-- What is being asked --
Return, in their exact form, the lines that lie between the start of the data below and the line containing "use crate::metrics;", with both ends included.

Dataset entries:
▼▼▼

//! Pub/sub cache backend.
//!
//! One shared subscription connection. Activating a topic issues a
//! `SUBSCRIBE` on it; a single consume loop reads the multiplexed stream and
//! dispatches by channel name. Nothing is stored: a record published while no
//! instance is subscribed to its channel is gone.

use async_trait::async_trait;
use bytes::Bytes;
use futures_util::StreamExt;
use futures_util::stream::BoxStream;
use parking_lot::Mutex;
use std::sync::Arc;
use std::sync::atomic::{AtomicBool, Ordering};
use tokio::task::JoinHandle;
use tokio_util::sync::CancellationToken;
use tracing::{debug, info, instrument, warn};

use super::registry::HandlerRegistry;
use super::{Envelope, EventBus, EventHandler, Topic};
use crate::error::BusError;
use crate::metrics;

const BACKEND: &str = "pub-sub-cache";

#[derive(Debug, Clone)]
pub struct PubSubMessage {
    pub channel: String,
    pub payload: Bytes,
}

/// Client side of a pub/sub server.
#[async_trait]
pub trait PubSubServer: Send + Sync + 'static {
    /// Returns how many subscribers received the message.
    async fn publish(&self, channel: &str, payload: Bytes) -> Result<usize, BusError>;

    /// Open a subscription connection, split into its command half and its
    /// message stream.
    async fn connect(
        &self,
    ) -> Result<(Box<dyn PubSubSink>, BoxStream<'static, PubSubMessage>), BusError>;
}

#[async_trait]
pub trait PubSubSink: Send {
    async fn subscribe(&mut self, channel: &str) -> Result<(), BusError>;
    async fn unsubscribe(&mut self, channel: &str) -> Result<(), BusError>;
}

pub struct PubSubBus<P: PubSubServer> {
    server: Arc<P>,
    instance: String,
    registry: Arc<HandlerRegistry>,
    /// Also serialises subscription changes.
    sink: tokio::sync::Mutex<Box<dyn PubSubSink>>,
    shutdown: CancellationToken,
    consume_task: Mutex<Option<JoinHandle<()>>>,
    closed: AtomicBool,
}

impl<P: PubSubServer> PubSubBus<P> {
    /// Open the shared subscription connection and start the consume loop.
    pub async fn connect(server: Arc<P>, instance: impl Into<String>) -> Result<Self, BusError> {
        let (sink, stream) = server.connect().await?;
        let registry = Arc::new(HandlerRegistry::default());
        let shutdown = CancellationToken::new();
        let handle = tokio::spawn(consume(stream, registry.clone(), shutdown.clone()));
        Ok(Self {
            server,
            instance: instance.into(),
            registry,
            sink: tokio::sync::Mutex::new(sink),
            shutdown,
            consume_task: Mutex::new(Some(handle)),
            closed: AtomicBool::new(false),
        })
    }

    fn ensure_open(&self) -> Result<(), BusError> {
        if self.closed.load(Ordering::Acquire) {
            Err(BusError::Closed)
        } else {
            Ok(())
        }
    }
}

#[instrument(skip_all)]
async fn consume(
    mut stream: BoxStream<'static, PubSubMessage>,
    registry: Arc<HandlerRegistry>,
    cancel: CancellationToken,
) {
    debug!("pub/sub consumer started");
    loop {
        let message = tokio::select! {
            biased;
            () = cancel.cancelled() => break,
            message = stream.next() => message,
        };
        let Some(message) = message else {
            warn!("pub/sub stream ended");
            break;
        };
        let topic = match Topic::parse(&message.channel) {
            Ok(topic) => topic,
            Err(e) => {
                warn!(error = %e, "ignoring message on unknown channel");
                continue;
            }
        };
        match Envelope::decode(topic.as_str(), &message.payload) {
            Ok(envelope) => registry.dispatch(BACKEND, &topic, &envelope).await,
            Err(e) => warn!(%topic, error = %e, "skipping undecodable message"),
        }
    }
    debug!("pub/sub consumer stopped");
}

#[async_trait]
impl<P: PubSubServer> EventBus for PubSubBus<P> {
    async fn publish_envelope(&self, topic: &Topic, envelope: Envelope) -> Result<(), BusError> {
        self.ensure_open()?;
        let payload = envelope.encode()?;
        let result = self.server.publish(topic.as_str(), payload).await;
        metrics::record_bus_publish(BACKEND, result.is_ok());
        if let Ok(0) = result {
            debug!(%topic, "published with no subscribers; message dropped");
        }
        result.map(|_| ())
    }

    async fn subscribe(&self, topic: &Topic, handler: Arc<dyn EventHandler>) -> Result<(), BusError> {
        self.ensure_open()?;
        let mut sink = self.sink.lock().await;
        if !self.registry.add(topic, handler.clone()) {
            return Ok(());
        }
        if let Err(e) = sink.subscribe(topic.as_str()).await {
            self.registry.remove(topic, &handler);
            return Err(e);
        }
        debug!(%topic, "channel subscribed");
        Ok(())
    }

    async fn unsubscribe(&self, topic: &Topic, handler: &Arc<dyn EventHandler>) -> Result<(), BusError> {
        let mut sink = self.sink.lock().await;
        if self.registry.remove(topic, handler) && !self.closed.load(Ordering::Acquire) {
            sink.unsubscribe(topic.as_str()).await?;
            debug!(%topic, "channel unsubscribed");
        }
        Ok(())
    }

    async fn close(&self) -> Result<(), BusError> {
        if self.closed.swap(true, Ordering::AcqRel) {
            return Ok(());
        }
        self.shutdown.cancel();
        let handle = self.consume_task.lock().take();
        if let Some(handle) = handle
            && let Err(e) = handle.await
        {
            warn!(error = %e, "pub/sub consumer ended abnormally");
        }

        let mut sink = self.sink.lock().await;
        for topic in self.registry.topics() {
            if let Err(e) = sink.unsubscribe(topic.as_str()).await {
                debug!(%topic, error = %e, "unsubscribe during close failed");
            }
        }
        self.registry.clear();
        info!(instance = %self.instance, "pub/sub bus closed");
        Ok(())
    }

    fn instance(&self) -> &str {
        &self.instance
    }

    fn backend(&self) -> &'static str {
        BACKEND
    }
}

#[cfg(test)]
mod tests {
    use super::*;
    use crate::bus::Event;
    use crate::bus::{EventKind, MemoryPubSub, handler_fn};
    use std::time::Duration;
    use tokio::sync::mpsc;

    fn collector() -> (Arc<dyn EventHandler>, mpsc::UnboundedReceiver<Envelope>) {
        let (tx, rx) = mpsc::unbounded_channel();
        let handler = handler_fn(move |_, envelope| {
            let _ = tx.send(envelope.clone());
            Ok(())
        });
        (handler, rx)
    }

    fn message(text: &str) -> Event {
        Event::new(EventKind::Message, serde_json::json!({ "text": text })).in_room("r")
    }

    #[tokio::test]
    async fn messages_without_subscribers_are_lost() {
        let server = Arc::new(MemoryPubSub::new());
        let bus = PubSubBus::connect(server, "a").await.unwrap();
        let topic = Topic::room("r");

        bus.publish(&topic, &message("early")).await.unwrap();

        let (handler, mut rx) = collector();
        bus.subscribe(&topic, handler).await.unwrap();
        bus.publish(&topic, &message("late")).await.unwrap();

        let envelope = rx.recv().await.unwrap();
        assert_eq!(envelope.event.payload["text"], "late");
        assert!(
            tokio::time::timeout(Duration::from_millis(50), rx.recv())
                .await
                .is_err()
        );
        bus.close().await.unwrap();
    }

    #[tokio::test]
    async fn dispatch_is_by_channel_name() {
        let server = Arc::new(MemoryPubSub::new());
        let bus = PubSubBus::connect(server, "a").await.unwrap();
        let (room_handler, mut room_rx) = collector();
        let (user_handler, mut user_rx) = collector();
        bus.subscribe(&Topic::room("1"), room_handler).await.unwrap();
        bus.subscribe(&Topic::user("1"), user_handler).await.unwrap();

        bus.publish_direct("1", &message("direct")).await.unwrap();
        assert_eq!(user_rx.recv().await.unwrap().event.payload["text"], "direct");
        assert!(room_rx.try_recv().is_err());
        bus.close().await.unwrap();
    }

    #[tokio::test]
    async fn last_unsubscribe_stops_delivery() {
        let server = Arc::new(MemoryPubSub::new());
        let bus = PubSubBus::connect(server.clone(), "a").await.unwrap();
        let topic = Topic::room("r");
        let (handler, _rx) = collector();
        bus.subscribe(&topic, handler.clone()).await.unwrap();
        assert_eq!(server.publish("room:r", Bytes::from_static(b"{}")).await.unwrap(), 1);
        bus.unsubscribe(&topic, &handler).await.unwrap();
        assert_eq!(server.publish("room:r", Bytes::from_static(b"{}")).await.unwrap(), 0);
        bus.close().await.unwrap();
    }
}
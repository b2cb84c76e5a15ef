//! Room opening hours.
//!
//! A schedule is either a single window between two instants (`one-time`)
//! or a daily window between two times of day (`loop`). Loop windows whose
//! start is not before their end wrap past midnight (22:00 - 06:00).
//! Both kinds are widened by a grace margin at each end so clients that
//! connect slightly early or stay slightly late are not cut off.

use chrono::{DateTime, Duration, Timelike, Utc};
use serde::{Deserialize, Serialize};

const SECONDS_PER_DAY: i64 = 24 * 60 * 60;
const LAST_SECOND_OF_DAY: i64 = SECONDS_PER_DAY - 1;

#[derive(Debug, Clone, Copy, Default, Deserialize, Serialize, PartialEq, Eq)]
#[serde(rename_all = "kebab-case")]
pub enum ScheduleKind {
    #[default]
    OneTime,
    Loop,
}

/// Opening hours attached to a room.
#[derive(Debug, Clone, Deserialize, Serialize)]
pub struct RoomSchedule {
    #[serde(default)]
    pub kind: ScheduleKind,
    pub start_at: Option<DateTime<Utc>>,
    pub end_at: Option<DateTime<Utc>>,
    #[serde(default = "default_enabled")]
    pub enabled: bool,
}

fn default_enabled() -> bool {
    true
}

/// Where a room stands relative to its schedule.
#[derive(Debug, Clone, Copy, PartialEq, Eq, Serialize)]
#[serde(rename_all = "lowercase")]
pub enum ScheduleStatus {
    /// No schedule, or one that is switched off or has no bounds.
    Disabled,
    Open,
    Closed,
}

impl RoomSchedule {
    /// Whether this schedule restricts access at all.
    pub fn applies(&self) -> bool {
        self.enabled && (self.start_at.is_some() || self.end_at.is_some())
    }

    /// Whether `now` falls inside the window widened by `grace` at both ends.
    pub fn is_open(&self, now: DateTime<Utc>, grace: Duration) -> bool {
        if !self.applies() {
            return true;
        }
        match self.kind {
            ScheduleKind::OneTime => self.one_time_open(now, grace),
            ScheduleKind::Loop => self.loop_open(now, grace),
        }
    }

    pub fn status(&self, now: DateTime<Utc>, grace: Duration) -> ScheduleStatus {
        if !self.applies() {
            ScheduleStatus::Disabled
        } else if self.is_open(now, grace) {
            ScheduleStatus::Open
        } else {
            ScheduleStatus::Closed
        }
    }

    fn one_time_open(&self, now: DateTime<Utc>, grace: Duration) -> bool {
        if let Some(start) = self.start_at
            && now < start - grace
        {
            return false;
        }
        if let Some(end) = self.end_at
            && now > end + grace
        {
            return false;
        }
        true
    }

    fn loop_open(&self, now: DateTime<Utc>, grace: Duration) -> bool {
        let current = second_of_day(now);
        let start = self.start_at.map(second_of_day).unwrap_or(0);
        let end = self
            .end_at
            .map(second_of_day)
            .unwrap_or(LAST_SECOND_OF_DAY);
        let grace = grace.num_seconds();

        let after_start = current > start - grace;
        let before_end = current < end + grace;
        if start >= end {
            // Overnight window.
            after_start || before_end
        } else {
            after_start && before_end
        }
    }
}

fn second_of_day(at: DateTime<Utc>) -> i64 {
    i64::from(at.num_seconds_from_midnight())
}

▲▲▲

-- Answer box --
//! Pub/sub cache backend.
//!
//! One shared subscription connection. Activating a topic issues a
//! `SUBSCRIBE` on it; a single consume loop reads the multiplexed stream and
//! dispatches by channel name. Nothing is stored: a record published while no
//! instance is subscribed to its channel is gone.

use async_trait::async_trait;
use bytes::Bytes;
use futures_util::StreamExt;
use futures_util::stream::BoxStream;
use parking_lot::Mutex;
use std::sync::Arc;
use std::sync::atomic::{AtomicBool, Ordering};
use tokio::task::JoinHandle;
use tokio_util::sync::CancellationToken;
use tracing::{debug, info, instrument, warn};

use super::registry::HandlerRegistry;
use super::{Envelope, EventBus, EventHandler, Topic};
use crate::error::BusError;
use crate::metrics;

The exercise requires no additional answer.